Some items are hard to check for example how can you check that a bike rack has been fixed properly? And I for one would have no idea what I was looking at underneath.......

Gill


----------



## 89213 (May 16, 2005)

Well I bought my first m/h from Runaway, and they don't come any friendlier, but in hindsight [wonderful thing] I paid too much for it. I just bought my second one from Deepcar M/Hs and the service is both friendly and efficient, and while I probably paid a bit too much again I'm happy with the vehicle. I had a sudden power drop about 3 hours after I left their place, and I limped to friends near York and phoned them up, they said take it to a local garage and if they can't fix it we'll come out, and if they can get a bill and we'll pay. Anyway it turned out to be the connecting pipe for the intercooler that had come off, and it took 10 minutes to fix, and I gave the guy a tenner. I phoned them and said what had happened, and they said did you get a receipt, I said no don't bother but they still sent me a cheque for the money and apologised profusely. Their service is very professional, and they even sent me a calendar this christmas, not as common as they used to be free calendars! The home came with RAC inspection, 6 months tax, 12 months MOT, and gas bottle and regulator of your choice.
John


----------



## Yorky (May 10, 2005)

Hello Gill
I probably misled you when I said check chassis, I didn't literally mean the chassis underneath but rather the base vehicle ie. cab and associated fittings, I said chassis just to differentiate from the caravan bit.
However you state you would not know what you were looking for, that tally could fit a lot of people this brings up the question would it be wise to take someone with you who did.
With regards to things missing. If they were ordered on the original "spec" and they are missing on the agreed delivery date then the dealer as broken the contract and the ball is in your court as to what you do. At this stage hopefully the customer still has not paid him. 
Money talks.
Regards Eddie


----------



## solentviews (May 9, 2005)

Hi MartinC welcome to the world of motorhoming. I cannot speak about Brownhills but I do support the comments made about checking everything works at the time of acceptance. I bought a second hand motorhome 2 years ago around this time, and being a trusting sort of chap accepted the sellers word when he told me everything was working. Anyhow it was a cold day so on collection only did a cursory check. What a fool I was as I found many things were either not working or not working correctly and when I eventually put the awning out I found it to be ripped. I now have everything sorted expect the awning which I will have replaced at the Newbury show.

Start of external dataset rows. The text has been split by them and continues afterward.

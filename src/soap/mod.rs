//! SOAP codec for action invocation.
//!
//! Control actions are POSTed to the service control URL as a
//! `s:Envelope/s:Body/u:<Action>` document; the response carries a
//! `<Action>Response` element whose children are the out-arguments.

use std::collections::HashMap;

use tracing::warn;
use xmltree::Element;

use crate::device::description::{child_text, xml_children};
use crate::device::Action;
use crate::errors::ControlPointError;
use crate::http::{parse_host_port, HttpClient, HttpRequest};

const SOAP_NS: &str = "http://schemas.xmlsoap.org/soap/envelope/";
const SOAP_ENCODING: &str = "http://schemas.xmlsoap.org/soap/encoding/";

impl Action {
    /// Invoke this action with the given in-arguments and return the
    /// out-argument map from the response.
    ///
    /// Arguments not declared by the action are sent anyway with a warning,
    /// matching what permissive devices accept in the field.
    pub fn invoke(
        &self,
        client: &dyn HttpClient,
        arguments: &[(&str, &str)],
    ) -> Result<HashMap<String, String>, ControlPointError> {
        for (name, _) in arguments {
            if self.find_argument(name).is_none() {
                warn!(
                    action = self.name(),
                    argument = *name,
                    "Argument is not declared by the action"
                );
            }
        }

        let envelope = build_action_envelope(self.service_type(), self.name(), arguments);
        let url = self.control_url().to_string();

        let mut request = HttpRequest::new("POST", &url);
        if let Some((host, port)) = parse_host_port(&url) {
            request.headers.set("HOST", &format!("{}:{}", host, port));
        }
        request
            .headers
            .set("SOAPACTION", &format!("\"{}#{}\"", self.service_type(), self.name()));
        request
            .headers
            .set("Content-Type", "text/xml; charset=\"utf-8\"");
        request
            .headers
            .set("Content-Length", &envelope.len().to_string());
        request.body = envelope.into_bytes();

        let response = client.post(&request)?;
        if response.status != 200 {
            if let Some(fault) = parse_fault(&response.body) {
                return Err(ControlPointError::Protocol(format!(
                    "{} returned UPnP error: {}",
                    self.name(),
                    fault
                )));
            }
            return Err(ControlPointError::Network(format!(
                "{} failed with HTTP {}",
                self.name(),
                response.status
            )));
        }
        parse_action_response(self.name(), &response.body)
    }
}

fn xml_escape(raw: &str) -> String {
    let mut out = String::with_capacity(raw.len());
    for c in raw.chars() {
        match c {
            '&' => out.push_str("&amp;"),
            '<' => out.push_str("&lt;"),
            '>' => out.push_str("&gt;"),
            '"' => out.push_str("&quot;"),
            '\'' => out.push_str("&apos;"),
            _ => out.push(c),
        }
    }
    out
}

pub(crate) fn build_action_envelope(
    service_type: &str,
    action_name: &str,
    arguments: &[(&str, &str)],
) -> String {
    let mut body = String::new();
    for (name, value) in arguments {
        body.push_str(&format!(
            "<{name}>{value}</{name}>",
            name = name,
            value = xml_escape(value)
        ));
    }
    format!(
        "<?xml version=\"1.0\"?>\
         <s:Envelope xmlns:s=\"{ns}\" s:encodingStyle=\"{enc}\">\
         <s:Body>\
         <u:{action} xmlns:u=\"{service}\">{body}</u:{action}>\
         </s:Body>\
         </s:Envelope>",
        ns = SOAP_NS,
        enc = SOAP_ENCODING,
        action = action_name,
        service = service_type,
        body = body
    )
}

/// Extract the out-argument map from an action response envelope.
pub(crate) fn parse_action_response(
    action_name: &str,
    body: &[u8],
) -> Result<HashMap<String, String>, ControlPointError> {
    let root = Element::parse(std::io::Cursor::new(body))
        .map_err(|e| ControlPointError::Protocol(format!("bad SOAP response: {}", e)))?;
    if root.name != "Envelope" {
        return Err(ControlPointError::protocol("missing SOAP Envelope"));
    }
    let soap_body = xml_children(&root)
        .find(|e| e.name == "Body")
        .ok_or_else(|| ControlPointError::protocol("missing SOAP Body"))?;

    let expected = format!("{}Response", action_name);
    let response = xml_children(soap_body)
        .find(|e| e.name == expected)
        .ok_or_else(|| {
            ControlPointError::Protocol(format!("missing {} element in SOAP body", expected))
        })?;

    let mut out = HashMap::new();
    for child in xml_children(response) {
        let value = child
            .get_text()
            .map(|cow| cow.into_owned())
            .unwrap_or_default();
        out.insert(child.name.clone(), value);
    }
    Ok(out)
}

/// Pull the UPnPError code/description out of a fault body, if present.
pub(crate) fn parse_fault(body: &[u8]) -> Option<String> {
    let root = Element::parse(std::io::Cursor::new(body)).ok()?;
    let soap_body = xml_children(&root).find(|e| e.name == "Body")?;
    let fault = xml_children(soap_body).find(|e| e.name == "Fault")?;
    let detail = fault.get_child("detail")?;
    let upnp_error = xml_children(detail).find(|e| e.name == "UPnPError")?;
    let code = child_text(upnp_error, "errorCode").unwrap_or_default();
    let description = child_text(upnp_error, "errorDescription").unwrap_or_default();
    Some(format!("{} {}", code, description).trim().to_string())
}

#[cfg(test)]
mod tests {
    use super::*;
    use crate::device::{Argument, Direction};
    use crate::gena::subscription::test_support::MockHttp;
    use crate::http::HttpResponse;

    fn volume_action() -> Action {
        Action {
            name: "GetVolume".to_string(),
            arguments: vec![
                Argument::new("InstanceID".to_string(), Direction::In, 0),
                Argument::new("CurrentVolume".to_string(), Direction::Out, 1),
            ],
            service_type: "urn:schemas-upnp-org:service:RenderingControl:1".to_string(),
            control_url: "http://192.0.2.9:8080/rc/control".to_string(),
        }
    }

    #[test]
    fn envelope_contains_escaped_arguments() {
        let envelope = build_action_envelope(
            "urn:schemas-upnp-org:service:AVTransport:1",
            "SetAVTransportURI",
            &[("InstanceID", "0"), ("CurrentURI", "http://x/?a=1&b=<2>")],
        );
        assert!(envelope.contains(
            "<u:SetAVTransportURI xmlns:u=\"urn:schemas-upnp-org:service:AVTransport:1\">"
        ));
        assert!(envelope.contains("<CurrentURI>http://x/?a=1&amp;b=&lt;2&gt;</CurrentURI>"));
        assert!(envelope.contains("</s:Envelope>"));
    }

    #[test]
    fn invoke_parses_out_arguments() {
        let mut response = HttpResponse::new(200, "OK");
        response.body = br#"<?xml version="1.0"?>
<s:Envelope xmlns:s="http://schemas.xmlsoap.org/soap/envelope/">
  <s:Body>
    <u:GetVolumeResponse xmlns:u="urn:schemas-upnp-org:service:RenderingControl:1">
      <CurrentVolume>42</CurrentVolume>
    </u:GetVolumeResponse>
  </s:Body>
</s:Envelope>"#
            .to_vec();
        let http = MockHttp::new(vec![response]);

        let out = volume_action()
            .invoke(&*http, &[("InstanceID", "0")])
            .unwrap();
        assert_eq!(out.get("CurrentVolume").map(String::as_str), Some("42"));

        let requests = http.requests.lock().unwrap();
        let request = &requests[0];
        assert_eq!(request.method, "POST");
        assert_eq!(
            request.headers.get("SOAPACTION"),
            Some("\"urn:schemas-upnp-org:service:RenderingControl:1#GetVolume\"")
        );
        assert!(String::from_utf8_lossy(&request.body).contains("<InstanceID>0</InstanceID>"));
    }

    #[test]
    fn invoke_surfaces_upnp_fault() {
        let mut response = HttpResponse::new(500, "Internal Server Error");
        response.body = br#"<?xml version="1.0"?>
<s:Envelope xmlns:s="http://schemas.xmlsoap.org/soap/envelope/">
  <s:Body>
    <s:Fault>
      <faultcode>s:Client</faultcode>
      <faultstring>UPnPError</faultstring>
      <detail>
        <UPnPError xmlns="urn:schemas-upnp-org:control-1-0">
          <errorCode>718</errorCode>
          <errorDescription>Invalid InstanceID</errorDescription>
        </UPnPError>
      </detail>
    </s:Fault>
  </s:Body>
</s:Envelope>"#
            .to_vec();
        let http = MockHttp::new(vec![response]);

        let err = volume_action()
            .invoke(&*http, &[("InstanceID", "99")])
            .unwrap_err();
        match err {
            ControlPointError::Protocol(message) => {
                assert!(message.contains("718"));
                assert!(message.contains("Invalid InstanceID"));
            }
            other => panic!("unexpected error: {:?}", other),
        }
    }

    #[test]
    fn missing_response_element_is_protocol_error() {
        let err = parse_action_response("GetVolume", b"<s:Envelope xmlns:s=\"x\"><s:Body></s:Body></s:Envelope>")
            .unwrap_err();
        assert!(matches!(err, ControlPointError::Protocol(_)));
    }
}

The experience has not put me off and my family have had many happy times away motorhoming both on professional sites, holiday sites and CLs but when I change vans I will be ultra cautious. Good luck and happy holidays.


----------



## 89122 (May 14, 2005)

Hi Martinc I have purchased from Brownhills Newark, I was pleased with the handover demonstration, they showed everything and how it worked.
We stayed overnight on their site FOC. this is a good idea and you can usually use all the equipment on the motorhome to make sure you are happy with the operation of everything. make sure the gas bottles are fitted and working,check all round the exterior for missing repeater lamps and they are all working ok.
Also check the fuel gauge and make sure they have filled to at least half a tank as this is there policy on new vehicles, If you find any faults overnight they will fix them before you go home.
Caroline Bourne is their customer care manager and if anything is not satisfactory with you just see her and she will sort it out for you.
This is my experience with them only and so far I would still do buisness with them.
Good luck,
Eddie


----------



## dodger148 (May 9, 2005)

I have bought two vans fron Newark, they gave me the best deals at the time. Handover etc was ok and on both occassions we stayed over night. With one van there was a snag which was sorted the following morning. I have had warranty work done by them. I would probably give them a chance of any future van but would really like to do business closer to home.
I dont however rate the service department at Newark as they did a service on the first van and "missed" some of the things that should have been checked and I know wernt. Preston did some warranty work and they treated me like a customer and did a satisfactory job. 
Since out of warranty either A-S or our Regional Ambulance Service have done any work.


----------



## 88741 (May 9, 2005)

I wpould agree with many of the above comments.
I bought my van from Westcountry Motorhomes, the hand over was rushed but not knowing any better I put up with it, so it was as much my fault. However what I would say that before giving them my cheque the service was faultless, afterwards the servive was abysmal, my waste tank had no exit drilled in it :roll: when phoning up them to ask if I could carefully remove the waste pipe, I was told 

No it is sealed and must not be disturbed
It was my fault no water was coming out of the tap to the tank, I must have filled it with grease ( they knew I had only used the van for 1 night 8O )
If I bought it back to them in a fortnight's time they would look at it for me. No offer to take it to a more local Swift dealer.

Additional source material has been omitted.